Section 4 – Membership Application
Applications for membership may be made either through the National Office or the Sequoia Region, either of which may reject it.
Section 5 – Dues
National annual dues for the various classes of membership shall be determined from time to time by the National Board of Directors. National dues shall be collected by the National Club, which shall refund to the Sequoia Region such part thereof as shall have been set by the National Board of Directors. National dues shall be due and payable at the end of the month in which the member joined or in which the member last renewed.

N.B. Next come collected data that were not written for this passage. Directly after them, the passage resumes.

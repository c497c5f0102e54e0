//! Configuration management for the CLI

use anyhow::{Context, Result};
use serde::{Deserialize, Serialize};
use std::path::{Path, PathBuf};

pub const DEFAULT_API_URL: &str = "http://localhost:8000";

/// CLI configuration stored in `~/.config/finops/config.json`
#[derive(Debug, Clone, Serialize, Deserialize, Default, PartialEq)]
pub struct Config {
    /// API endpoint URL
    pub api_url: Option<String>,
    /// Namespace used when a command is run without `--namespace`
    pub default_namespace: Option<String>,
}

impl Config {
    /// Load configuration from the default location
    pub fn load() -> Result<Self> {
        Self::load_from(&Self::config_path()?)
    }

    /// Load configuration from `path`; a missing file yields defaults
    pub fn load_from(path: &Path) -> Result<Self> {
        if !path.exists() {
            return Ok(Self::default());
        }

        let content = std::fs::read_to_string(path).context("Failed to read config file")?;

        serde_json::from_str(&content).context("Failed to parse config file")
    }

    /// Save configuration to the default location
    pub fn save(&self) -> Result<PathBuf> {
        let path = Self::config_path()?;
        self.save_to(&path)?;
        Ok(path)
    }

    pub fn save_to(&self, path: &Path) -> Result<()> {
        if let Some(parent) = path.parent() {
            std::fs::create_dir_all(parent).context("Failed to create config directory")?;
        }

        let content = serde_json::to_string_pretty(self).context("Failed to serialize config")?;
        std::fs::write(path, content).context("Failed to write config file")?;

        Ok(())
    }

    /// API URL from the flag or environment, then this file, then the default
    pub fn resolve_api_url(&self, override_url: Option<&str>) -> String {
        override_url
            .map(str::to_string)
            .or_else(|| self.api_url.clone())
            .unwrap_or_else(|| DEFAULT_API_URL.to_string())
    }

    /// Get the configuration file path
    pub fn config_path() -> Result<PathBuf> {
        let home = dirs_next::home_dir().context("Could not determine home directory")?;
        Ok(home.join(".config").join("finops").join("config.json"))
    }
}

#[cfg(test)]
mod tests {
    use super::*;

    #[test]
    fn test_missing_file_yields_defaults() {
        let dir = tempfile::tempdir().unwrap();
        let config = Config::load_from(&dir.path().join("absent.json")).unwrap();
        assert_eq!(config, Config::default());
    }

    #[test]
    fn test_save_and_load() {
        let dir = tempfile::tempdir().unwrap();
        let path = dir.path().join("nested").join("config.json");

        let config = Config {
            api_url: Some("http://finops.example:8000".to_string()),
            default_namespace: Some("team-a".to_string()),
        };
        config.save_to(&path).unwrap();

        assert_eq!(Config::load_from(&path).unwrap(), config);
    }

    #[test]
    fn test_corrupt_file_is_an_error() {
        let dir = tempfile::tempdir().unwrap();
        let path = dir.path().join("config.json");
        std::fs::write(&path, "{not json").unwrap();
        assert!(Config::load_from(&path).is_err());
    }

    #[test]
    fn test_api_url_precedence() {
        let config = Config {
            api_url: Some("http://from-file:8000".to_string()),
            default_namespace: None,
        };
        assert_eq!(config.resolve_api_url(Some("http://flag:8000")), "http://flag:8000");
        assert_eq!(config.resolve_api_url(None), "http://from-file:8000");
        assert_eq!(Config::default().resolve_api_url(None), DEFAULT_API_URL);
    }
}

Section 6 – Membership Year
The membership year for members in the Sequoia Region shall be set forth by the National organization who will manage renewal notices. Members who do not renew shall be dropped from membership.
Section 7 – Privileges
Members, including family-active members, in good standing shall be entitled to all the privileges of the Club, except that Associate, Affiliate, and Honorary members shall be entitled neither to vote nor hold elective office. Family-active members, affiliate members, and family-associate members shall not be entitled to receive any duplication of any Club mailing to the active member. Ballots will be mailed (or, if electronic means shall have been approved in accordance with these Bylaws, then by mail, by electronic means, or any combination thereof), to active members only, with space for the vote of the family-active member. Only active members and family-active members, in good standing, shall be eligible to be nominated for elective Club office. The active and family-active member may cast only one vote each in any election or referendum.
Section 8 – Suspension
Any member may be suspended by a two -thirds vote of the Region Board of Directors or by the National Club in accordance with its Bylaws for infractions of Regional Club or National rules or regulations or for actions inimical to the general objectives or best interests of Club or PCA.
Upon written notice of such suspension, the suspended member shall be afforded reasonable opportunity to be heard, in person or through a representative, by the PCA National Board of Directors or a committee appointed by the National Executive Council for the purpose, concerning the alleged misconduct. In order to be considered valid, such appeal must be made in writing within 45 days of the written suspension notification. If the suspension was not for a stated length of time and no written appeal is tendered, the member is automatically expelled from PCA at the end of the 45-day appeal window. In the event of an appeal, the National Board of Directors may thereafter continue the suspension for a definite time, lift the suspension, or expel the member, and its decision shall be final. Suspensions of active and associate members are also applicable to family-active, family associate and affiliate members.
Section 9 – Resignations
Any member may resign by addressing a letter of resignation to the Secretary of the Regional Club or to the Executive Director of the National Office. The recipient shall inform the other of the resignation. The member’s resignation shall become effective upon receipt and all Club privileges shall terminate as of that date. Resignation of an active member likewise terminates membership of his/her family or affiliate member. An active member may terminate the membership of an affiliate member named by written notification to the Executive Director of the National Office.
Section 10 – Transfers
Any member may request for transfer out of the Sequoia Region to another region within the PCA. This request shall be submitted in writing to the National Office.
Section 11 – Termination
An active member or associate member may terminate or change the family-active, affiliate or family-associate membership by written notice to the National Office.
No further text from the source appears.